Lights, Camera …

At the clap of the audio/video synchronizer we were off and running.


With director David Thiel, videographers Ric and Al behind the cameras we maintained a breakneck pace for two days in filming the video “Historic Transparent Finishes” for the multimedia division of Popular Woodworking.  Thanks to their professionalism and some preparations by me we had only two “second takes” in the two days; one of them was to fix a wiggling work bench on the very first segment.

The world of finishing, even transparent finishing, even historic transparent finishing, is simply too big to cover in a single video.  My first proposal was for an eight-hour video, which caused David to take a big gulp until he saw that I was actually projecting a two-hour video for a small section of the larger body of material.


The video is actually a fairly narrow scope as I focused by discussing and demonstrating only wax and shellac finishes over hand planed wood.  Starting with rough sawn lumber and finishing with glistening, shimmering, and tactile delights possible with planes, scrapers, polissoirs, brushes, and pads.  No oil/resin varnishes, no coloration, no paints, no gilding.  Just simple  and easy (? straightforward at least).IMG_5464

We worked from a detailed outline I had prepared for David, and we did very little out-of-sequence shooting, and then only when it was the only way to get everything done in a timely manner.  We were even so efficient that we added three or four vignettes that I had not included in the outline.


One involved the burnishing and varnishing a ball-and-claw leg (thanks Glen Huey for letting me work on one you had laying around) exploring the magic of polished cow horn and filbert mop brushes, which make the finish application so easy it is almost embarrassing.  Add an opening, a closing, and some PR snippets and we were done by suppertime of the second day.

As we wrapped up I think it was Ric who said, “Good job.  And it was even interesting.” (Did I detect a hint of surprise in his voice?)  Of course it was interesting.  It was wood finishing!
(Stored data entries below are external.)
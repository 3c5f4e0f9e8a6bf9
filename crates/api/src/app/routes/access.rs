//! Access self-inspection endpoints.
//!
//! These answer "what can the caller do here?" for client UX (hiding
//! disabled buttons) and for debugging denials. Everything is computed
//! through the same resolver the guards use, so the answers can never
//! disagree with enforcement, and nothing about other members' grants is
//! exposed.

use std::sync::Arc;

use axum::{
    Json, Router,
    extract::{Extension, Path, Query},
    http::StatusCode,
    response::IntoResponse,
    routing::get,
};
use serde::Deserialize;

use selldesk_access::{AccessError, Action, Module, OperationRole, defaults_for};
use selldesk_core::OperationId;

use crate::app::{errors, services::AppServices};
use crate::authz;
use crate::context::{IdentityContext, OperationContext};

// ─────────────────────────────────────────────────────────────────────────────
// Router
// ─────────────────────────────────────────────────────────────────────────────

pub fn router() -> Router {
    Router::new()
        .route("/me", get(effective_access))
        .route("/check", get(check_access))
        .route("/defaults/:role", get(role_defaults))
}

#[derive(Debug, Deserialize)]
pub struct CheckAccessQuery {
    pub module: String,
    pub action: String,
}

// ─────────────────────────────────────────────────────────────────────────────
// Handlers
// ─────────────────────────────────────────────────────────────────────────────

/// GET /access/me - effective module/action matrix for the caller.
pub async fn effective_access(
    Extension(services): Extension<Arc<AppServices>>,
    Extension(identity): Extension<IdentityContext>,
    Extension(operation): Extension<OperationContext>,
) -> axum::response::Response {
    let caller = identity.identity();

    let operation_id: Option<OperationId> = match operation.operation_id() {
        Some(id) => Some(id),
        None if caller.platform_role.bypasses_operation_checks() => None,
        None => {
            return errors::access_error_to_response(AccessError::MissingOperationContext);
        }
    };

    let mut modules = serde_json::Map::new();
    for module in Module::ALL {
        let mut flags = serde_json::Map::new();
        for &action in module.actions() {
            let allowed = match operation_id {
                Some(operation_id) => {
                    match services
                        .guard()
                        .resolver()
                        .resolve(&caller, operation_id, module, action)
                    {
                        Ok(allowed) => allowed,
                        Err(source) => {
                            return errors::access_error_to_response(
                                AccessError::StoreUnavailable(source),
                            );
                        }
                    }
                }
                // Platform role without operation context: global override.
                None => true,
            };
            flags.insert(action.to_string(), serde_json::Value::Bool(allowed));
        }
        modules.insert(module.to_string(), serde_json::Value::Object(flags));
    }

    (
        StatusCode::OK,
        Json(serde_json::json!({
            "user_id": caller.user_id.to_string(),
            "platform_role": caller.platform_role.as_str(),
            "operation_id": operation_id.map(|id| id.to_string()),
            "modules": modules,
        })),
    )
        .into_response()
}

/// GET /access/check?module=X&action=Y - would this check pass?
///
/// A denial is a successful answer here (200 with `allowed: false`), not a
/// 403: the endpoint inspects the decision, it does not gate anything.
pub async fn check_access(
    Extension(services): Extension<Arc<AppServices>>,
    Extension(identity): Extension<IdentityContext>,
    Extension(operation): Extension<OperationContext>,
    Query(query): Query<CheckAccessQuery>,
) -> axum::response::Response {
    let Ok(module) = query.module.parse::<Module>() else {
        return errors::json_error(
            StatusCode::BAD_REQUEST,
            "invalid_module",
            format!("unknown module: {}", query.module),
        );
    };
    let Ok(action) = query.action.parse::<Action>() else {
        return errors::json_error(
            StatusCode::BAD_REQUEST,
            "invalid_action",
            format!("unknown action: {}", query.action),
        );
    };

    let outcome = services.guard().enforce(
        &identity.identity(),
        operation.operation_id(),
        module,
        action,
    );

    let allowed = match outcome {
        Ok(()) => true,
        Err(AccessError::AccessDenied { .. }) => false,
        Err(err) => return errors::access_error_to_response(err),
    };

    (
        StatusCode::OK,
        Json(serde_json::json!({
            "module": module.as_str(),
            "action": action.as_str(),
            "allowed": allowed,
        })),
    )
        .into_response()
}

/// GET /access/defaults/:role - seed permission template for a role.
///
/// Gated on team management: the template is member-administration data.
pub async fn role_defaults(
    Extension(services): Extension<Arc<AppServices>>,
    Extension(identity): Extension<IdentityContext>,
    Extension(operation): Extension<OperationContext>,
    Path(role): Path<String>,
) -> axum::response::Response {
    if let Err(rejection) = authz::enforce_team_management(&services, &identity, &operation) {
        return rejection;
    }

    let Ok(role) = role.parse::<OperationRole>() else {
        return errors::json_error(
            StatusCode::BAD_REQUEST,
            "invalid_role",
            format!("unknown role: {role}"),
        );
    };

    (
        StatusCode::OK,
        Json(serde_json::json!({
            "role": role.as_str(),
            "permissions": defaults_for(role),
        })),
    )
        .into_response()
}
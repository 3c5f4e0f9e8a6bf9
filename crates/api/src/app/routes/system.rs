use axum::{Json, extract::Extension, http::StatusCode, response::IntoResponse};

use crate::context::{IdentityContext, OperationContext};

pub async fn health() -> StatusCode {
    StatusCode::OK
}

pub async fn whoami(
    Extension(identity): Extension<IdentityContext>,
    Extension(operation): Extension<OperationContext>,
) -> impl IntoResponse {
    let caller = identity.identity();
    Json(serde_json::json!({
        "user_id": caller.user_id.to_string(),
        "platform_role": caller.platform_role.as_str(),
        "operation_id": operation.operation_id().map(|id| id.to_string()),
    }))
}
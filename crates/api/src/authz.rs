//! API-side authorization guard for handlers.
//!
//! This enforces authorization at the handler boundary (before any business
//! logic runs), while keeping the engine itself HTTP-agnostic.

use axum::response::Response;

use selldesk_access::{AccessError, Action, Module};

use crate::app::{errors, services::AppServices};
use crate::context::{IdentityContext, OperationContext};

/// Check a module/action against the request context.
///
/// Intended to be called first thing in every protected handler; the `Err`
/// side is a ready-to-return HTTP response.
pub fn enforce(
    services: &AppServices,
    identity: &IdentityContext,
    operation: &OperationContext,
    module: Module,
    action: Action,
) -> Result<(), Response> {
    services
        .guard()
        .enforce(&identity.identity(), operation.operation_id(), module, action)
        .map_err(errors::access_error_to_response)
}

/// Check team-administration privilege against the request context.
///
/// Role-only: granular permission overrides are intentionally ignored here.
pub fn enforce_team_management(
    services: &AppServices,
    identity: &IdentityContext,
    operation: &OperationContext,
) -> Result<(), Response> {
    let caller = identity.identity();

    match operation.operation_id() {
        Some(operation_id) => services
            .team_guard()
            .enforce(&caller, operation_id)
            .map_err(errors::access_error_to_response),
        // Platform admins may act without operation context, as with `enforce`.
        None if caller.platform_role.bypasses_operation_checks() => Ok(()),
        None => Err(errors::access_error_to_response(
            AccessError::MissingOperationContext,
        )),
    }
}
I was a bit of a zombie the next two days as my wife and I toured Cincinnati and then drove back home to the mountains of the Allegheny Highlands.  She says I was just recovering from an adrenalin rush from being “on” for two straight days, and she might be right.  I don’t particularly like excitement.

I hope to see a rough cut this week, as Ric said editing it was a piece of cake since the initial work was so clean and linear.  I understand the release is sometime around August, so stay tuned.  I’m sure it would make a great Christmas gift for your thirty or forty closest friends.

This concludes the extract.